Pembayaran margin ini membuat Indonesia dituduh melakukan subsidi karena pola anggaran yang dikelola BPDP mekanismenya menggunakan APBN. Sehingga ketika APBN mengalir ke produsen biodiesel itu menjadi subsidi.
Padahal, lanjut Oke, kejadian yang sebenarnya adalah pembayaran selisih harga dari BPDP sawit kepada produsen penjualan biodiesel bukan berasal dari APBN, melainkan anggaran BPDP itu berasal dari iuran yang diberikan pengusaha sawit saat melakukan ekspor. Jadi Oke menyebut itu adalah anggaran dari produsen yang akan kembali lagi kepada produsen. Karena dengan harga biodiesel yang murah maka demand dari pembelian akan meningkat sehingga harga biodiesel dunia juga akan tetap naik jika permintaan tinggi.

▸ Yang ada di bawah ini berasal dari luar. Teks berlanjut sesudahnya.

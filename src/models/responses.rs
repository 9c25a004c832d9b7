use serde::{Deserialize, Serialize};

/// Health check response
#[derive(Debug, Clone, Serialize, Deserialize)]
pub struct HealthResponse {
    pub status: String,
    pub version: String,
    pub timestamp: chrono::DateTime<chrono::Utc>,
}

/// Error response
#[derive(Debug, Clone, Serialize, Deserialize)]
pub struct ErrorResponse {
    /// Stable message key, `error.<key>`
    pub error: String,
    pub message: String,
    #[serde(rename = "statusCode")]
    pub status_code: u16,
    #[serde(rename = "entityName", skip_serializing_if = "Option::is_none")]
    pub entity_name: Option<String>,
}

Baca Juga: Gugat AS, Biodiesel Indonesia Dikenai Pajak Lebih Tinggi
Menurut Oke, itu adalah skema yang selama ini dipakai dan saat di ajukan untuk skema baru, di mana Pertamina yang akan membayar selisih namun tetap menggunakan anggaran BPDP sawit. Hal ini untuk menghindari tuduhan negatif kepada Indonesia.

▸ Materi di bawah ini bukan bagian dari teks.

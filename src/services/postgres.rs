use crate::core::{PageRequest, Predicate};
use crate::models::{ColumnValue, Entity, Invitation, Profile, SqlValue};
use sqlx::postgres::{PgPoolOptions, PgRow};
use sqlx::{PgPool, Postgres, QueryBuilder};
use std::time::Duration;
use thiserror::Error;

/// Errors that can occur when interacting with PostgreSQL
#[derive(Debug, Error)]
pub enum PostgresError {
    #[error("SQLx error: {0}")]
    SqlxError(#[from] sqlx::Error),

    #[error("Migration error: {0}")]
    MigrateError(#[from] sqlx::migrate::MigrateError),
}

/// PostgreSQL-backed store for every entity
///
/// Reads go through [`Predicate`], so criteria filters and relationship
/// joins are rendered the same way for every entity type.
pub struct PostgresClient {
    pool: PgPool,
}

impl PostgresClient {
    /// Create a new PostgreSQL client from a connection string
    pub async fn new(
        database_url: &str,
        max_connections: u32,
        min_connections: u32,
        acquire_timeout: Duration,
        idle_timeout: Duration,
    ) -> Result<Self, PostgresError> {
        let pool = PgPoolOptions::new()
            .max_connections(max_connections)
            .min_connections(min_connections)
            .acquire_timeout(acquire_timeout)
            .idle_timeout(idle_timeout)
            .test_before_acquire(true)
            .connect(database_url)
            .await?;

        // Run migrations on startup
        sqlx::migrate!("./migrations").run(&pool).await?;

        Ok(Self { pool })
    }

    /// Create a new PostgreSQL client from settings
    pub async fn from_settings(
        url: &str,
        max_connections: Option<u32>,
        min_connections: Option<u32>,
        acquire_timeout_secs: Option<u64>,
        idle_timeout_secs: Option<u64>,
    ) -> Result<Self, PostgresError> {
        tracing::info!("Connecting to PostgreSQL");

        Self::new(
            url,
            max_connections.unwrap_or(10),
            min_connections.unwrap_or(1),
            Duration::from_secs(acquire_timeout_secs.unwrap_or(5)),
            Duration::from_secs(idle_timeout_secs.unwrap_or(600)),
        )
        .await
    }

    /// Client whose pool connects on first use. Nothing is migrated.
    pub fn connect_lazy(database_url: &str) -> Result<Self, PostgresError> {
        let pool = PgPoolOptions::new()
            .acquire_timeout(Duration::from_secs(1))
            .connect_lazy(database_url)?;

        Ok(Self { pool })
    }

    /// One page of the entities matching `predicate`.
    ///
    /// Rows are ordered by the requested sort columns, then by id, so paging
    /// is deterministic.
    pub async fn find_by_criteria<E: Entity>(
        &self,
        predicate: &Predicate,
        page: &PageRequest,
    ) -> Result<Vec<E>, PostgresError> {
        let mut qb = select::<E>();
        predicate.push_joins(&mut qb);
        predicate.push_where(&mut qb);
        push_order_by(&mut qb, E::schema().table, page);
        qb.push(" LIMIT ");
        qb.push_bind(i64::from(page.size));
        qb.push(" OFFSET ");
        qb.push_bind(page.offset());

        let rows = qb.build().fetch_all(&self.pool).await?;
        let entities = map_rows(&rows)?;

        tracing::debug!(
            "Found {} {} rows (page {}, size {})",
            entities.len(),
            E::schema().entity,
            page.page,
            page.size
        );

        Ok(entities)
    }

    /// Number of entities matching `predicate`
    pub async fn count_by_criteria<E: Entity>(
        &self,
        predicate: &Predicate,
    ) -> Result<i64, PostgresError> {
        let table = E::schema().table;
        let mut qb = QueryBuilder::<Postgres>::new(format!("SELECT COUNT(*) FROM {table}"));
        predicate.push_joins(&mut qb);
        predicate.push_where(&mut qb);

        let count = qb.build_query_scalar::<i64>().fetch_one(&self.pool).await?;
        Ok(count)
    }

    pub async fn find_one<E: Entity>(&self, id: i64) -> Result<Option<E>, PostgresError> {
        let mut qb = select::<E>();
        qb.push(format!(" WHERE {}.id = ", E::schema().table));
        qb.push_bind(id);

        let row = qb.build().fetch_optional(&self.pool).await?;
        row.as_ref().map(E::from_row).transpose().map_err(Into::into)
    }

    /// Insert a new row and read it back with its generated id
    pub async fn insert<E: Entity>(&self, entity: &E) -> Result<E, PostgresError> {
        let table = E::schema().table;
        let columns = entity.columns();
        let names: Vec<&str> = columns.iter().map(|c| c.column).collect();

        let mut qb = QueryBuilder::<Postgres>::new(format!(
            "INSERT INTO {table} ({}) VALUES (",
            names.join(", ")
        ));
        for (i, column) in columns.iter().enumerate() {
            if i > 0 {
                qb.push(", ");
            }
            push_column_value(&mut qb, column);
        }
        qb.push(") RETURNING id");

        let id = qb.build_query_scalar::<i64>().fetch_one(&self.pool).await?;
        tracing::debug!("Inserted {} {}", E::schema().entity, id);

        self.find_one(id)
            .await?
            .ok_or(PostgresError::SqlxError(sqlx::Error::RowNotFound))
    }

    /// Overwrite the updatable columns of row `id`. `None` if it does not exist.
    pub async fn update<E: Entity>(&self, id: i64, entity: &E) -> Result<Option<E>, PostgresError> {
        let mut qb = update_query(id, entity);

        let updated = qb
            .build_query_scalar::<i64>()
            .fetch_optional(&self.pool)
            .await?;

        match updated {
            Some(id) => self.find_one(id).await,
            None => Ok(None),
        }
    }

    /// Delete row `id`, returning whether it existed
    pub async fn delete<E: Entity>(&self, id: i64) -> Result<bool, PostgresError> {
        let query = format!("DELETE FROM {} WHERE id = $1", E::schema().table);
        let result = sqlx::query(&query).bind(id).execute(&self.pool).await?;

        Ok(result.rows_affected() > 0)
    }

    /// Every profile in id order, with its location coordinates when linked
    pub async fn list_profiles(&self) -> Result<Vec<Profile>, PostgresError> {
        let mut qb = select::<Profile>();
        qb.push(" ORDER BY profile.id ASC");

        let rows = qb.build().fetch_all(&self.pool).await?;
        map_rows(&rows)
    }

    /// The profile owned by the given account, if any
    pub async fn find_profile_by_user(&self, user_id: i64) -> Result<Option<Profile>, PostgresError> {
        let mut qb = select::<Profile>();
        qb.push(" WHERE profile.user_id = ");
        qb.push_bind(user_id);

        let row = qb.build().fetch_optional(&self.pool).await?;
        row.as_ref().map(Profile::from_row).transpose().map_err(Into::into)
    }

    /// Accepted invitations sent or received by `profile_id`
    pub async fn accepted_invitations(&self, profile_id: i64) -> Result<Vec<Invitation>, PostgresError> {
        let query = r#"
            SELECT invitation.*
            FROM invitation
            WHERE accepted = TRUE
              AND (sent_id = $1 OR received_id = $1)
            ORDER BY id ASC
        "#;

        let rows = sqlx::query(query)
            .bind(profile_id)
            .fetch_all(&self.pool)
            .await?;

        map_rows(&rows)
    }

    /// Health check for the database connection
    pub async fn health_check(&self) -> Result<bool, PostgresError> {
        sqlx::query("SELECT 1")
            .fetch_one(&self.pool)
            .await
            .map(|_| true)
            .map_err(Into::into)
    }
}

fn select<E: Entity>() -> QueryBuilder<'static, Postgres> {
    QueryBuilder::new(format!(
        "SELECT {} FROM {}{}",
        E::select_columns(),
        E::schema().table,
        E::base_joins()
    ))
}

fn map_rows<E: Entity>(rows: &[PgRow]) -> Result<Vec<E>, PostgresError> {
    rows.iter()
        .map(E::from_row)
        .collect::<Result<Vec<_>, _>>()
        .map_err(Into::into)
}

fn push_order_by(qb: &mut QueryBuilder<'_, Postgres>, table: &str, page: &PageRequest) {
    qb.push(" ORDER BY ");
    for order in &page.sort {
        qb.push(format!(
            "{table}.{} {}, ",
            order.attribute.column,
            order.direction.as_sql()
        ));
    }
    qb.push(format!("{table}.id ASC"));
}

/// `UPDATE ... SET` over the entity's updatable columns. Insert-only
/// columns such as `created_date` are left untouched.
fn update_query<E: Entity>(id: i64, entity: &E) -> QueryBuilder<'static, Postgres> {
    let mut qb = QueryBuilder::<Postgres>::new(format!("UPDATE {} SET ", E::schema().table));
    for (i, column) in entity.update_columns().iter().enumerate() {
        if i > 0 {
            qb.push(", ");
        }
        qb.push(format!("{} = ", column.column));
        push_column_value(&mut qb, column);
    }
    qb.push(" WHERE id = ");
    qb.push_bind(id);
    qb.push(" RETURNING id");
    qb
}

/// Bind a column value. A missing value binds a NULL of the column's type.
fn push_column_value(qb: &mut QueryBuilder<'_, Postgres>, column: &ColumnValue) {
    match &column.value {
        SqlValue::Long(v) => qb.push_bind(*v),
        SqlValue::Double(v) => qb.push_bind(*v),
        SqlValue::Text(v) => qb.push_bind(v.clone()),
        SqlValue::Bool(v) => qb.push_bind(*v),
        SqlValue::Timestamp(v) => qb.push_bind(*v),
        SqlValue::Bytes(v) => qb.push_bind(v.clone()),
    };
}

"Jadi ini yang harus diubah, tidak lagi dialirkan ke pengusaha biodiesel tetapi lebih baik pertamina membeli harga pasar, baru pertamina dibayar selisih harganya. Bedakan, cuma itu saja yang diusulkan dan ini akan dipelajari oleh pertamina, dan bila dimungkinkan maka BPSD akan dilengkapi dengan aturan main yang bisa memungkinkan aturan main mekanisme pembayarannya seperti itu," jelasnya.